First, it is helpful to understand a little more about SIDS. According to the Mayo Clinic, the cause of SIDS is unknown, although it may involve an abnormal development in the baby's brain that takes care of his ability to breathe and wake up from sleep. Although the cause may be biological, environmental factors could also contribute to the syndrome. As further noted by the Mayo Clinic, babies who sleep on their stomach, or on a soft bedding surface, may face additional difficulties breathing and be at risk of SIDS. So what does this mean for sharing a bed with parents?
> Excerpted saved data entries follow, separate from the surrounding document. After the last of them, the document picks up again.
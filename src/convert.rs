//! Per-region stage: filter the raw snapshot down to water features and
//! vectorize the result as a shapefile.

use std::fs;
use tokio::process::Command;
use tracing::info;

use crate::config::Config;
use crate::error::{Result, UpdateError};
use crate::tool;

/// Tag selectors handed to the filter: water polygons and linear waterways.
const FILTER_EXPRESSIONS: &[&str] = &["wr/natural=water", "w/waterway=riverbank"];

/// Produce the water-feature shapefile for `region`. Returns whether a
/// conversion actually ran.
///
/// No-op when the shapefile already exists. Fails with a missing-input error
/// when the raw snapshot is absent. Both external steps must exit zero;
/// either failing aborts the run (a rerun resumes cheaply through the skip
/// policy).
pub async fn convert_region(config: &Config, region: &str) -> Result<bool> {
    let output = config.region_shapefile(region);
    if output.is_file() {
        info!("{} already exists, skipping conversion", output.display());
        return Ok(false);
    }
    let raw = config.raw_snapshot(region);
    if !raw.is_file() {
        return Err(UpdateError::MissingInput(raw));
    }
    fs::create_dir_all(config.region_dir(region))?;

    // Step 1: reduce the snapshot to water features. The raw input is never
    // mutated; the filtered copy lands in the region directory.
    let filtered = config.filtered_snapshot(region);
    info!("Filtering {} down to water features", raw.display());
    let mut filter = Command::new(&config.osmium);
    filter
        .arg("tags-filter")
        .arg("--overwrite")
        .arg("-o")
        .arg(&filtered)
        .arg(&raw)
        .args(FILTER_EXPRESSIONS);
    tool::run_checked(&mut filter, "osmium").await?;

    // Step 2: vectorize polygon features only. Unclosed rings must fail the
    // conversion instead of being silently auto-closed.
    info!("Converting {} to {}", filtered.display(), output.display());
    let mut convert = Command::new(&config.ogr2ogr);
    convert
        .arg("-f")
        .arg("ESRI Shapefile")
        .arg(&output)
        .arg(&filtered)
        .arg("multipolygons")
        .arg("-where")
        .arg("natural='water'")
        .env("OGR_GEOMETRY_ACCEPT_UNCLOSED_RING", "NO");
    tool::run_checked(&mut convert, "ogr2ogr").await?;

    Ok(true)
}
As with most medical topics, the definitive answer is unclear, although a lot of research supports the idea that bed-sharing may increase your child's risk of SIDS. According to a 2013 study in the British Medical Journal Open, bed sharing for sleep, even when the parents are not under the influence of any alcohol or drugs, does increase the risk of SIDS. As further explained by the study — which analyzed 1,472 SIDS cases — if a baby under the age of three months co-sleeps in bed with a parent, then the infant's risk of SIDS increases five times. But the BMJ was not the only organization to publish such results. As noted by a 2014 piece in Pediatrics, the main risk factor for sleep deaths in infants three months or younger is bed-sharing. This study analyzed 8,207 deaths, of which 69.2 percent of the infants were bed sharing at the time. And although these studies of bed-sharing with an infant are startling, co-sleeping with a baby on a sofa may be even more dangerous. As noted in another 2014 piece in Pediatrics, from 2004 to 2012, 1,024 infant deaths on sofas comprised 12.9 percent of deaths related to sleeping infants in a study of data from the National Center for the Review and Prevention of Child Deaths Case Reporting System database. Basically, these studies have found the practice of co-sleeping with a very young infant on a bed or sofa to increase the child's risk of SIDS.
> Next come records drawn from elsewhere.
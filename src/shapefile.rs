//! Copy/move primitives that treat a shapefile and its sidecar files as one
//! logical unit.
//!
//! A shapefile is never just the `.shp`: the attribute table (`.dbf`),
//! projection (`.prj`), and index (`.shx`) share its base name and must
//! travel with it. An operation that only touches the primary file leaves
//! the set inconsistent.

use std::fs;
use std::io;
use std::path::Path;

use crate::error::{Result, UpdateError};

/// Sidecar extensions, in the order they are processed.
const SIDECARS: &[&str] = &["dbf", "prj", "shx"];

/// Sidecars that tool-produced intermediate output may legitimately omit.
const OPTIONAL_SIDECARS: &[&str] = &["prj", "shx"];

/// Copy a complete shapefile set from `src` to `dst`.
///
/// Strict variant for trusted, known-complete data (the baseline dataset):
/// every member must exist at `src`. Existence is verified for the whole set
/// before any byte is copied, so a failure never leaves a partial copy that
/// could be mistaken for an authoritative `dst`.
pub fn copy_set(src: &Path, dst: &Path) -> Result<()> {
    if !src.is_file() {
        return Err(UpdateError::MissingInput(src.to_path_buf()));
    }
    for ext in SIDECARS {
        let sidecar = src.with_extension(ext);
        if !sidecar.is_file() {
            return Err(UpdateError::MissingSidecar(sidecar));
        }
    }
    fs::copy(src, dst)?;
    for ext in SIDECARS {
        fs::copy(src.with_extension(ext), dst.with_extension(ext))?;
    }
    Ok(())
}

/// Move a shapefile set from `src` to `dst`, replacing any files already
/// there.
///
/// Tolerant variant for tool-produced intermediate output: the primary file
/// and the attribute table are required, the projection and index sidecars
/// move only when present. Failure on any present member still propagates.
///
/// `src` and `dst` are expected to live in the same directory tree, so each
/// member move is a plain rename.
pub fn move_set(src: &Path, dst: &Path) -> Result<()> {
    if !src.is_file() {
        return Err(UpdateError::MissingInput(src.to_path_buf()));
    }
    let dbf = src.with_extension("dbf");
    if !dbf.is_file() {
        return Err(UpdateError::MissingSidecar(dbf));
    }
    fs::rename(src, dst)?;
    fs::rename(&dbf, dst.with_extension("dbf"))?;
    for ext in OPTIONAL_SIDECARS {
        let sidecar = src.with_extension(ext);
        if sidecar.is_file() {
            fs::rename(&sidecar, dst.with_extension(ext))?;
        }
    }
    Ok(())
}

/// Delete every present member of the shapefile set at `path`.
pub fn remove_set(path: &Path) -> Result<()> {
    remove_if_exists(path)?;
    for ext in SIDECARS {
        remove_if_exists(&path.with_extension(ext))?;
    }
    Ok(())
}

/// Remove a file, treating "already gone" as success.
pub(crate) fn remove_if_exists(path: &Path) -> io::Result<()> {
    match fs::remove_file(path) {
        Ok(()) => Ok(()),
        Err(err) if err.kind() == io::ErrorKind::NotFound => Ok(()),
        Err(err) => Err(err),
    }
}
That said, not every medical professional agrees with this assessment. For instance, as James J. McKenna noted in a 2005 piece from Paediatric Respiratory Reviews, bed-sharing may only be one factor involved in the case of SIDS deaths, and that parents should not be turned away from the possibility of co-sleeping entirely. Furthermore, a 2001 international study from Early Human Development concluded that the practice of bed-sharing may vary in different cultures around the world, and that it was difficult to ascribe the cause of SIDS to any one childcare practice. In other words, the prevalence of SIDS may be due to some other cause entirely. And as Dr. William Sears noted in Parenting, safe co-sleeping may even lower an infant's risk of SIDS.

With so much contradictory information on hand, what's a parent to do? There are some precautions you can take to make your bed-sharing environment as safe as possible, should you decide to take that route for your family. And of course, you can always seek individual advice from your trusted pediatrician.